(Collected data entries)
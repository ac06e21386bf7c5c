use anyhow::{Context, Result};
use config::{Config as ConfigBuilder, Environment, File, FileFormat};
use serde::{Deserialize, Serialize};
use std::path::Path;

use super::{
    database::DatabaseConfig,
    message_queue::MessageQueueConfig,
    observability::ObservabilityConfig,
    tracking::{PublisherConfig, TrackingConfig},
};

const DEFAULT_CONFIG_PATHS: [&str; 3] = [
    "config/jobservice.toml",
    "jobservice.toml",
    "/etc/jobservice/config.toml",
];

/// System configuration
#[derive(Debug, Clone, Default, Serialize, Deserialize)]
#[serde(default)]
pub struct AppConfig {
    pub database: DatabaseConfig,
    pub message_queue: MessageQueueConfig,
    pub tracking: TrackingConfig,
    pub publisher: PublisherConfig,
    pub observability: ObservabilityConfig,
}

impl AppConfig {
    /// Load configuration from config file and environment variables
    ///
    /// Load order:
    /// 1. Section defaults
    /// 2. Config file (TOML format)
    /// 3. Environment variable overrides (prefix: JOBSERVICE__, e.g. `JOBSERVICE__DATABASE__URL`)
    pub fn load(config_path: Option<&str>) -> Result<Self> {
        let mut builder = ConfigBuilder::builder();

        match config_path {
            Some(path) => {
                if !Path::new(path).exists() {
                    return Err(anyhow::anyhow!("配置文件不存在: {}", path));
                }
                builder = builder.add_source(File::new(path, FileFormat::Toml));
            }
            None => {
                if let Some(path) = DEFAULT_CONFIG_PATHS
                    .iter()
                    .find(|path| Path::new(path).exists())
                {
                    builder = builder.add_source(File::new(path, FileFormat::Toml));
                }
            }
        }

        builder = builder.add_source(
            Environment::with_prefix("JOBSERVICE")
                .prefix_separator("__")
                .separator("__")
                .try_parsing(true),
        );

        let config: AppConfig = builder
            .build()
            .context("构建配置失败")?
            .try_deserialize()
            .context("反序列化配置失败")?;

        config.validate()?;

        Ok(config)
    }

    /// Load configuration from TOML string
    pub fn from_toml(toml_str: &str) -> Result<Self> {
        let config: AppConfig = toml::from_str(toml_str).context("解析TOML配置失败")?;

        config.validate()?;
        Ok(config)
    }

    /// Serialize configuration to TOML string
    pub fn to_toml(&self) -> Result<String> {
        toml::to_string_pretty(self).context("序列化配置为TOML失败")
    }

    pub fn validate(&self) -> Result<()> {
        self.database.validate().context("数据库配置验证失败")?;
        self.message_queue
            .validate()
            .context("消息队列配置验证失败")?;
        self.tracking.validate().context("跟踪配置验证失败")?;
        self.publisher.validate().context("发布配置验证失败")?;
        self.observability
            .validate()
            .context("可观测性配置验证失败")?;

        Ok(())
    }
}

* Instructions to follow
Copy the records above exactly as written.

* Response to the exercise
repository ac06e21386bf7c5c
use anyhow::{Context, Result};
use config::{Config as ConfigBuilder, Environment, File, FileFormat};
use serde::{Deserialize, Serialize};
use std::path::Path;

use super::{
    database::DatabaseConfig,
    message_queue::MessageQueueConfig,
    observability::ObservabilityConfig,
    tracking::{PublisherConfig, TrackingConfig},
};

const DEFAULT_CONFIG_PATHS: [&str; 3] = [
    "config/jobservice.toml",
    "jobservice.toml",
    "/etc/jobservice/config.toml",
];

/// System configuration
#[derive(Debug, Clone, Default, Serialize, Deserialize)]
#[serde(default)]
pub struct AppConfig {
    pub database: DatabaseConfig,
    pub message_queue: MessageQueueConfig,
    pub tracking: TrackingConfig,
    pub publisher: PublisherConfig,
    pub observability: ObservabilityConfig,
}

impl AppConfig {
    /// Load configuration from config file and environment variables
    ///
    /// Load order:
    /// 1. Section defaults
    /// 2. Config file (TOML format)
    /// 3. Environment variable overrides (prefix: JOBSERVICE__, e.g. `JOBSERVICE__DATABASE__URL`)
    pub fn load(config_path: Option<&str>) -> Result<Self> {
        let mut builder = ConfigBuilder::builder();

        match config_path {
            Some(path) => {
                if !Path::new(path).exists() {
                    return Err(anyhow::anyhow!("配置文件不存在: {}", path));
                }
                builder = builder.add_source(File::new(path, FileFormat::Toml));
            }
            None => {
                if let Some(path) = DEFAULT_CONFIG_PATHS
                    .iter()
                    .find(|path| Path::new(path).exists())
                {
                    builder = builder.add_source(File::new(path, FileFormat::Toml));
                }
            }
        }

        builder = builder.add_source(
            Environment::with_prefix("JOBSERVICE")
                .prefix_separator("__")
                .separator("__")
                .try_parsing(true),
        );

        let config: AppConfig = builder
            .build()
            .context("构建配置失败")?
            .try_deserialize()
            .context("反序列化配置失败")?;

        config.validate()?;

        Ok(config)
    }

    /// Load configuration from TOML string
    pub fn from_toml(toml_str: &str) -> Result<Self> {
        let config: AppConfig = toml::from_str(toml_str).context("解析TOML配置失败")?;

        config.validate()?;
        Ok(config)
    }

    /// Serialize configuration to TOML string
    pub fn to_toml(&self) -> Result<String> {
        toml::to_string_pretty(self).context("序列化配置为TOML失败")
    }

    pub fn validate(&self) -> Result<()> {
        self.database.validate().context("数据库配置验证失败")?;
        self.message_queue
            .validate()
            .context("消息队列配置验证失败")?;
        self.tracking.validate().context("跟踪配置验证失败")?;
        self.publisher.validate().context("发布配置验证失败")?;
        self.observability
            .validate()
            .context("可观测性配置验证失败")?;

        Ok(())
    }
}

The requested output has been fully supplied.